Had to share a conversation I had yesterday with a friend who home educates her 6 children and always has done masha’Allah. Hope it serves as an inspiration to everyone.
So, yesterday as I was driving to the supermarket, I called my friend to talk to her about something non-home ed related. We got talking and then she suddenly became quite excited and told me she had some good news to share with me.
Her 15 year old daughter had sat two iGCSEs this year: Islamiyat and Biology. iGCSEs are somewhat more difficult than normal GCSEs. Masha’Allah tabarakAllah, her daughter got two As and after studying the results graphs, both Mum and daughter realised that they were very very strong As.
But what has astounded me is not so much the fact that she got As (although that is wonderful in itself) but that she completely self taught herself for only a few months prior to the exam! She had not studied Biology AT ALL prior to this. Had studied random science here and there from a young age onwards. Both Mum and daughter were completely shocked especially the daughter as she had no tutors, hardly any help from Mum and she had self taught herself everything for her Biology GCSE. Even using ‘Google’ to help her when she didn’t understand what on earth the course was talking about!
For Islamiyat, again it was mainly self taught and based on what she had learnt in previous years.
So, I chatted with her Mum for ages yesterday asking all sorts of questions about how they were home educated when they were younger and I left the conversation feeling renewed and refreshed that our new semi-structured way of doing things really is OKAY!
Her Mother informed me that when they initially started, they were very structured but as she began to have more children and found out more about home education, she changed and moved towards the more autonomous way of learning. For a good few years, they didn’t do anything structured at all and then eventually the whole family moved towards a semi-structured approach. She said that most families end up doing this as it is impossible to continue home educating in such a rigid structured manner. Stressful to Mum and kids don’t really like it either!
She spoke of her second child who started reading very late, who wasn’t interested in anything and was very different to her eldest. This child (aged 13) has just announced that she too wants to sit some GCSEs this year which was a big shock to the family as she is very much the ‘disinterested’ learner.
Masha’Allah, I was really inspired as I spoke to her as she has taken a very chilled and relaxed approach to home ed. She laughed as she recounted how she had ‘religiously’ stuck to curricula and how she now mixes and does a bit of this and a bit of that.
One thing that she did stress has helped her children is their attachment to the Qu’ran and the fact that they are memorising the Qu’ran. She was adamant that this has definitely improved their memory and assured me that even if a child did nothing aside from Qu’ran for a good few years there is no way that they could fall behind. This gave me great courage to continue with our decision to really push R in her hifdh over the next 2 years. I was really worried that she would fall behind in her academic subjects. I do want her to sit her GCSEs and I was worried it would affect her grades etc but alhamdulillah the above story has really given me the courage to continue in the natural way our family’s home ed has progressed to.

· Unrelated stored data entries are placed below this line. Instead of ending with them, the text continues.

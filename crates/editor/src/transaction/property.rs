//! Attribute edits that leave geometry alone.

use std::rc::Rc;

use serde::{Deserialize, Serialize};
use shared::{LaneId, LaneSide, LineBoundary, LineOptions, LineSide, ObjectId, RoadId};

use crate::config::EditorSettings;
use crate::store::EntityStore;
use crate::transaction::{locate_lane, lookup_road, Edit, EditError, KeyInfo};

/// Road display transparency in `0..=1`. Both lane lists are re-emitted.
#[derive(Debug, Clone, PartialEq, Serialize, Deserialize)]
pub struct EditRoadTransparency {
    pub road_id: RoadId,
    pub transparency: f64,
}

impl Edit for EditRoadTransparency {
    fn label(&self) -> &'static str {
        "EditRoadTransparency"
    }

    fn resolve_necessary_info(&self, store: &EntityStore) -> Result<KeyInfo, EditError> {
        Ok(KeyInfo::new().with_road(self.road_id.clone(), Some(lookup_road(store, &self.road_id)?)))
    }

    fn generate_new_key_info(
        &self,
        old: &KeyInfo,
        _settings: &EditorSettings,
    ) -> Result<KeyInfo, EditError> {
        if !self.transparency.is_finite() {
            return Err(EditError::InvalidInput(format!(
                "transparency must be finite, got {}",
                self.transparency
            )));
        }
        let mut road = (**old.require_road(&self.road_id)?).clone();
        road.transparency = self.transparency.clamp(0.0, 1.0);
        Ok(KeyInfo::new().with_road(self.road_id.clone(), Some(Rc::new(road))))
    }

    fn target_id(&self) -> ObjectId {
        self.road_id.clone()
    }

    fn refreshed_sides(&self) -> Vec<LaneSide> {
        LaneSide::all().to_vec()
    }
}

/// Boundary type and line options of one lane line.
///
/// A boundary shared by two lanes carries the same attributes on both copies.
#[derive(Debug, Clone, PartialEq, Serialize, Deserialize)]
pub struct EditLaneLineBoundary {
    pub road_id: RoadId,
    pub lane_id: LaneId,
    pub line_side: LineSide,
    pub boundary: LineBoundary,
    #[serde(default)]
    pub options: Option<LineOptions>,
}

impl EditLaneLineBoundary {
    pub fn new(
        road_id: impl Into<RoadId>,
        lane_id: impl Into<LaneId>,
        line_side: LineSide,
        boundary: LineBoundary,
    ) -> Self {
        Self {
            road_id: road_id.into(),
            lane_id: lane_id.into(),
            line_side,
            boundary,
            options: None,
        }
    }
}

impl Edit for EditLaneLineBoundary {
    fn label(&self) -> &'static str {
        "EditLaneLineBoundary"
    }

    fn resolve_necessary_info(&self, store: &EntityStore) -> Result<KeyInfo, EditError> {
        let road = lookup_road(store, &self.road_id)?;
        locate_lane(&road, &self.lane_id)?;
        Ok(KeyInfo::new().with_road(self.road_id.clone(), Some(road)))
    }

    fn generate_new_key_info(
        &self,
        old: &KeyInfo,
        _settings: &EditorSettings,
    ) -> Result<KeyInfo, EditError> {
        let road = old.require_road(&self.road_id)?;
        let (side, index) = locate_lane(road, &self.lane_id)?;

        let mut updated = (**road).clone();
        let lanes = updated.lanes_mut(side);
        let mut targets = vec![(index, self.line_side)];
        match self.line_side {
            LineSide::Outer if index + 1 < lanes.len() => targets.push((index + 1, LineSide::Inner)),
            LineSide::Inner if index > 0 => targets.push((index - 1, LineSide::Outer)),
            _ => {}
        }
        for (k, line_side) in targets {
            let line = lanes[k].line_mut(line_side);
            line.boundary = self.boundary;
            if let Some(options) = self.options {
                line.options = options;
            }
        }
        Ok(KeyInfo::new().with_road(self.road_id.clone(), Some(Rc::new(updated))))
    }

    fn target_id(&self) -> ObjectId {
        self.lane_id.clone()
    }
}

I’m not so worried now about sticking to the curricula I’ve chosen or having to complete it. I feel free from the chains of the curricula! And insha’Allah I feel more at peace with the fact that we won’t be able to do as much academic studies this year.
So sisters, don’t worry insha’Allah. Another side note with regards to this family mashaAllah is that both parents are very very active in their communities. They do a lot to help others and they involve their children in what they do. I feel that is why their children have a sense of self belief which I feel is very important for life. My friend picked up on this and said that despite her children’s different learning styles and capabilities – she has always tried to be consistent in the praise she gives them and the encouragement that they can do anything they set themselves to do.
By Allah, I left the conversation very happy and content. Home ed doesn’t have to be rigid and structured and school like. It should encompass the children’s different abilities and learning styles and give them the freedom to go at their pace and to learn what they want to learn.
Don’t know if this post will help you all but it has definitely inspired me in home ed especially as we begin to prepare to start again inshaAllah. Often we beat ourselves up that we’re not doing this or that with our children or that they’ll fall behind. I seem to be seeing a trend in the older home educated children I know that they are succeeding not only academically but Islamically and with minimal structure. Isn’t that the whole point of home ed? That they become self initiated learners who LOVE to learn and are free from the boxed in rigid approach schools adopt?